Quando chegamos no local iluminado, encontramos uma escada que dava acesso àquela passagem subterrânea. No chão havia uma pequena e circular tampa de ferro.
- Isso aqui parece uma espécie de bunker, meu pai disse que gostaria de ter um para proteger nossa família.
- Impossível! Como o Manco ia ter algo assim embaixo de casa... Deve ser apenas uma espécie de poço. – disse Mack
Ele se abaixou, tentando abrir a tampa.
- Não faça isso! Já fomos muito longe... Chega de confusão. Vamos embora Mack. Pra mim chega! Se não quiser, pode ficar...
Ele me olhou assustado, meio sem graça.
- Você está certo.
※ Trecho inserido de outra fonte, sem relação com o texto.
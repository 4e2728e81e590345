use super::{Dialect, Feature, OverrideFn};
use crate::error::{BuildError, Result};
use crate::expr::operator::{binary_operands, write_binary, write_call};
use crate::expr::{ColumnRef, ExprKind, Expression};
use crate::render::{SqlBuilder, WriteSql};
use crate::statement::{LockStatement, TableLockMode};

/// MySQL dialect (8.0 and later).
///
/// - Identifiers are quoted with backticks, aliases with double quotes.
/// - Placeholders are `?`.
/// - `IS [NOT] DISTINCT FROM` is spelled with the null-safe `<=>` operator.
/// - Integer division renders as `DIV`, string concatenation as `CONCAT(..)`.
#[derive(Debug, Default, Clone, Copy)]
pub struct MySqlDialect;

impl MySqlDialect {
    /// Creates a new MySQL dialect.
    #[must_use]
    pub const fn new() -> Self {
        Self
    }
}

const RESERVED: &[&str] = &[
    "ACCESSIBLE", "ANALYZE", "DATABASE", "DATABASES", "DIV", "DUAL", "FETCH", "GROUPS",
    "HIGH_PRIORITY", "INDEX", "INTERVAL", "KEY", "KEYS", "LATERAL", "LOCK", "MOD", "OFFSET",
    "OVER", "RANK", "READ", "REGEXP", "RLIKE", "ROW", "ROWS", "SCHEMA", "SEPARATOR", "SHOW",
    "STRAIGHT_JOIN", "UNLOCK", "USAGE", "WINDOW", "WRITE", "XOR", "ZEROFILL",
];

impl Dialect for MySqlDialect {
    fn name(&self) -> &'static str {
        "mysql"
    }

    fn identifier_quote(&self) -> char {
        '`'
    }

    fn reserved_words(&self) -> &'static [&'static str] {
        RESERVED
    }

    fn operator_override(&self, symbol: &str) -> Option<OverrideFn> {
        match symbol {
            "IS DISTINCT FROM" => Some(is_distinct_from),
            "IS NOT DISTINCT FROM" => Some(is_not_distinct_from),
            "#" => Some(bit_xor),
            "||" => Some(concat),
            "/" => Some(division),
            "REGEXP_LIKE" => Some(regexp_like),
            "REGEXP_LIKE_CI" => Some(regexp_like_ci),
            "NOT REGEXP_LIKE" => Some(not_regexp_like),
            "NOT REGEXP_LIKE_CI" => Some(not_regexp_like_ci),
            _ => None,
        }
    }

    fn supports(&self, feature: Feature) -> bool {
        match feature {
            Feature::OnDuplicateKeyUpdate
            | Feature::LockInShareMode
            | Feature::Lateral
            | Feature::ValuesColumnAliases
            | Feature::ParenthesizedSetOperands
            | Feature::DeleteOrderLimit
            | Feature::Interval
            | Feature::LockTable
            | Feature::UnlockTables
            | Feature::CaseInsensitiveRegex => true,
            Feature::RowLock(strength) => strength.is_standard(),
            Feature::LockMode(mode) => matches!(mode, TableLockMode::Read | TableLockMode::Write),
            Feature::Returning
            | Feature::OnConflict
            | Feature::OnConflictConstraint
            | Feature::DistinctOn
            | Feature::FetchFirst
            | Feature::WithTies
            | Feature::NullsOrdering
            | Feature::FullJoin
            | Feature::RowAssignment
            | Feature::MaterializedCte
            | Feature::UpdateFrom
            | Feature::DeleteUsing => false,
        }
    }

    fn write_excluded(&self, b: &mut SqlBuilder<'_>, column: &ColumnRef) -> Result<()> {
        b.write_str("VALUES(");
        b.write_identifier(column.name());
        b.write_char(')');
        Ok(())
    }

    fn offset_without_limit(&self) -> Option<&'static str> {
        Some("18446744073709551615")
    }

    fn values_row_prefix(&self) -> &'static str {
        "ROW"
    }

    fn write_lock_statement(&self, b: &mut SqlBuilder<'_>, stmt: &LockStatement) -> Result<()> {
        let Some(mode) = stmt.mode() else {
            return Err(BuildError::MissingClause {
                statement: "LOCK",
                clause: "READ/WRITE",
            });
        };
        self.require(Feature::LockMode(mode))?;
        if stmt.is_nowait() {
            return Err(BuildError::shape("MySQL LOCK TABLES has no NOWAIT option"));
        }
        b.write_str("LOCK TABLES ");
        b.write_list(stmt.tables(), ", ", |b, table| {
            table.write_sql(b)?;
            b.write_char(' ');
            b.write_str(mode.as_sql());
            Ok(())
        })
    }

    fn write_unlock_statement(&self, b: &mut SqlBuilder<'_>) -> Result<()> {
        b.write_str("UNLOCK TABLES");
        Ok(())
    }
}

fn is_distinct_from(b: &mut SqlBuilder<'_>, operands: &[Expression]) -> Result<()> {
    let (lhs, rhs) = binary_operands("IS DISTINCT FROM", operands)?;
    b.write_str("(NOT ");
    write_binary(b, lhs, "<=>", rhs)?;
    b.write_char(')');
    Ok(())
}

fn is_not_distinct_from(b: &mut SqlBuilder<'_>, operands: &[Expression]) -> Result<()> {
    let (lhs, rhs) = binary_operands("IS NOT DISTINCT FROM", operands)?;
    write_binary(b, lhs, "<=>", rhs)
}

fn bit_xor(b: &mut SqlBuilder<'_>, operands: &[Expression]) -> Result<()> {
    let (lhs, rhs) = binary_operands("#", operands)?;
    write_binary(b, lhs, "^", rhs)
}

fn concat(b: &mut SqlBuilder<'_>, operands: &[Expression]) -> Result<()> {
    write_call(b, "CONCAT", operands)
}

const fn is_integral(kind: ExprKind) -> bool {
    match kind {
        ExprKind::Integer => true,
        ExprKind::Any
        | ExprKind::Bool
        | ExprKind::Float
        | ExprKind::String
        | ExprKind::Blob
        | ExprKind::Date
        | ExprKind::Time
        | ExprKind::Timestamp
        | ExprKind::Interval
        | ExprKind::Row
        | ExprKind::Array => false,
    }
}

/// `/` always yields a decimal in MySQL; integer operands divide with `DIV`.
fn division(b: &mut SqlBuilder<'_>, operands: &[Expression]) -> Result<()> {
    let (lhs, rhs) = binary_operands("/", operands)?;
    let symbol = if is_integral(lhs.kind()) && is_integral(rhs.kind()) {
        "DIV"
    } else {
        "/"
    };
    write_binary(b, lhs, symbol, rhs)
}

fn write_regexp_like(
    b: &mut SqlBuilder<'_>,
    operands: &[Expression],
    negate: bool,
    match_type: &str,
) -> Result<()> {
    let (lhs, rhs) = binary_operands("REGEXP_LIKE", operands)?;
    if negate {
        b.write_str("(NOT ");
    }
    b.write_str("REGEXP_LIKE(");
    lhs.write_sql(b)?;
    b.write_str(", ");
    rhs.write_sql(b)?;
    b.write_str(", '");
    b.write_str(match_type);
    b.write_str("')");
    if negate {
        b.write_char(')');
    }
    Ok(())
}

fn regexp_like(b: &mut SqlBuilder<'_>, operands: &[Expression]) -> Result<()> {
    write_regexp_like(b, operands, false, "c")
}

fn regexp_like_ci(b: &mut SqlBuilder<'_>, operands: &[Expression]) -> Result<()> {
    write_regexp_like(b, operands, false, "i")
}

fn not_regexp_like(b: &mut SqlBuilder<'_>, operands: &[Expression]) -> Result<()> {
    write_regexp_like(b, operands, true, "c")
}

fn not_regexp_like_ci(b: &mut SqlBuilder<'_>, operands: &[Expression]) -> Result<()> {
    write_regexp_like(b, operands, true, "i")
}

#[cfg(test)]
mod tests {
    use super::*;
    use crate::expr::{int, lit};

    fn render(e: &Expression) -> (String, usize) {
        let dialect = MySqlDialect::new();
        let mut b = SqlBuilder::new(&dialect);
        e.write_sql(&mut b).unwrap();
        let (sql, args) = b.finish();
        (sql, args.len())
    }

    #[test]
    fn test_integer_division_uses_div() {
        let e = int(7).div(int(2));
        assert_eq!(render(&e.into()).0, "(? DIV ?)");
    }

    #[test]
    fn test_float_division_keeps_slash() {
        let e = lit(7.5).div(lit(2.0));
        assert_eq!(render(&e.into()).0, "(? / ?)");
    }

    #[test]
    fn test_is_distinct_from() {
        let e = int(1).is_distinct_from(int(2));
        assert_eq!(render(&e.into()).0, "(NOT (? <=> ?))");
        let e = int(1).is_not_distinct_from(int(2));
        assert_eq!(render(&e.into()).0, "(? <=> ?)");
    }

    #[test]
    fn test_xor_and_concat() {
        let e = int(1).bit_xor(int(2));
        assert_eq!(render(&e.into()).0, "(? ^ ?)");
        let e = lit("a").concat(lit("b"));
        assert_eq!(render(&e.into()), (String::from("CONCAT(?, ?)"), 2));
    }

    #[test]
    fn test_regexp_like() {
        let e = lit("abc").regexp_like(lit("^a"), false);
        assert_eq!(render(&e.into()).0, "REGEXP_LIKE(?, ?, 'i')");
        let e = lit("abc").not_regexp_like(lit("^a"), true);
        assert_eq!(render(&e.into()).0, "(NOT REGEXP_LIKE(?, ?, 'c'))");
    }
}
Vamos voltar.
Subimos a pequena escada, que dava acesso a uma pequena porta de madeira. Pra nossa sorte, estava apenas encostada. Mack abriu lentamente.
- Estamos na cozinha... Consigo ver uma mesa... E... Meu deus!!!
- O que foi? – perguntei assustado
Aproximei para observar pela fresta. A porta em que estávamos era como se fosse de uma dispensa, estávamos realmente na cozinha do Manco, ao lado da mesa estava o carrinho do velho. Ele estava na casa, talvez não tivesse saído naquele dia. Mas, com certeza estava lá. Jamais vi o Manco sem aquele carrinho.
- Temos que sair o mais rápido daqui!
- Espera Mack, alguém esta vindo.
- É o meu irmão! – ele gritou
Mack tentou abrir a porta. Mas eu o segurei. Chris estava estranho, cambaleando, vinha em direção à porta, deu mais alguns passos e caiu, estatelado no chão, com os olhos abertos olhando em nossa direção, uma expressão de pavor que jamais vou esquecer, as primeiras gotas de sangue que caíram da sua boca tocaram o piso. O medo parecia corroer nossos nervos e só aumentou quando vimos Billy Manco.
Com minha mão tampei a boca de Mack, para evitar que ele gritasse.
Foi o suficiente para ter certeza que teríamos que sair logo dali. Mack estava fora de controle. Peguei-o pelo braço e o forcei a descer a escada comigo. Sussurrei em seu ouvido, disse pra ele que não havia nada que pudéssemos fazer para ajudar seu irmão, tínhamos que sair e chamar a polícia.
Mas como sair sem ser notado pelo Manco? A única chance era tentar abrir aquela porta de ferro. A porta era pesada, mas não estava travada. Puxamos a tampa, com cuidado para não fazer barulho. Aquilo realmente parecia um poço, só que era limpo, incrivelmente limpo, e feito com um material muito parecido com alumínio, dava pra ver nosso reflexo nele.
04/05/2006 10:21
- Não temos saída, temos que tentar sair daqui. Mack... Não podemos ficar aqui parados. Vamos!
Tomei coragem e entrei primeiro. Era realmente estranho aquele lugar, jamais tinha visto algo daquele tipo.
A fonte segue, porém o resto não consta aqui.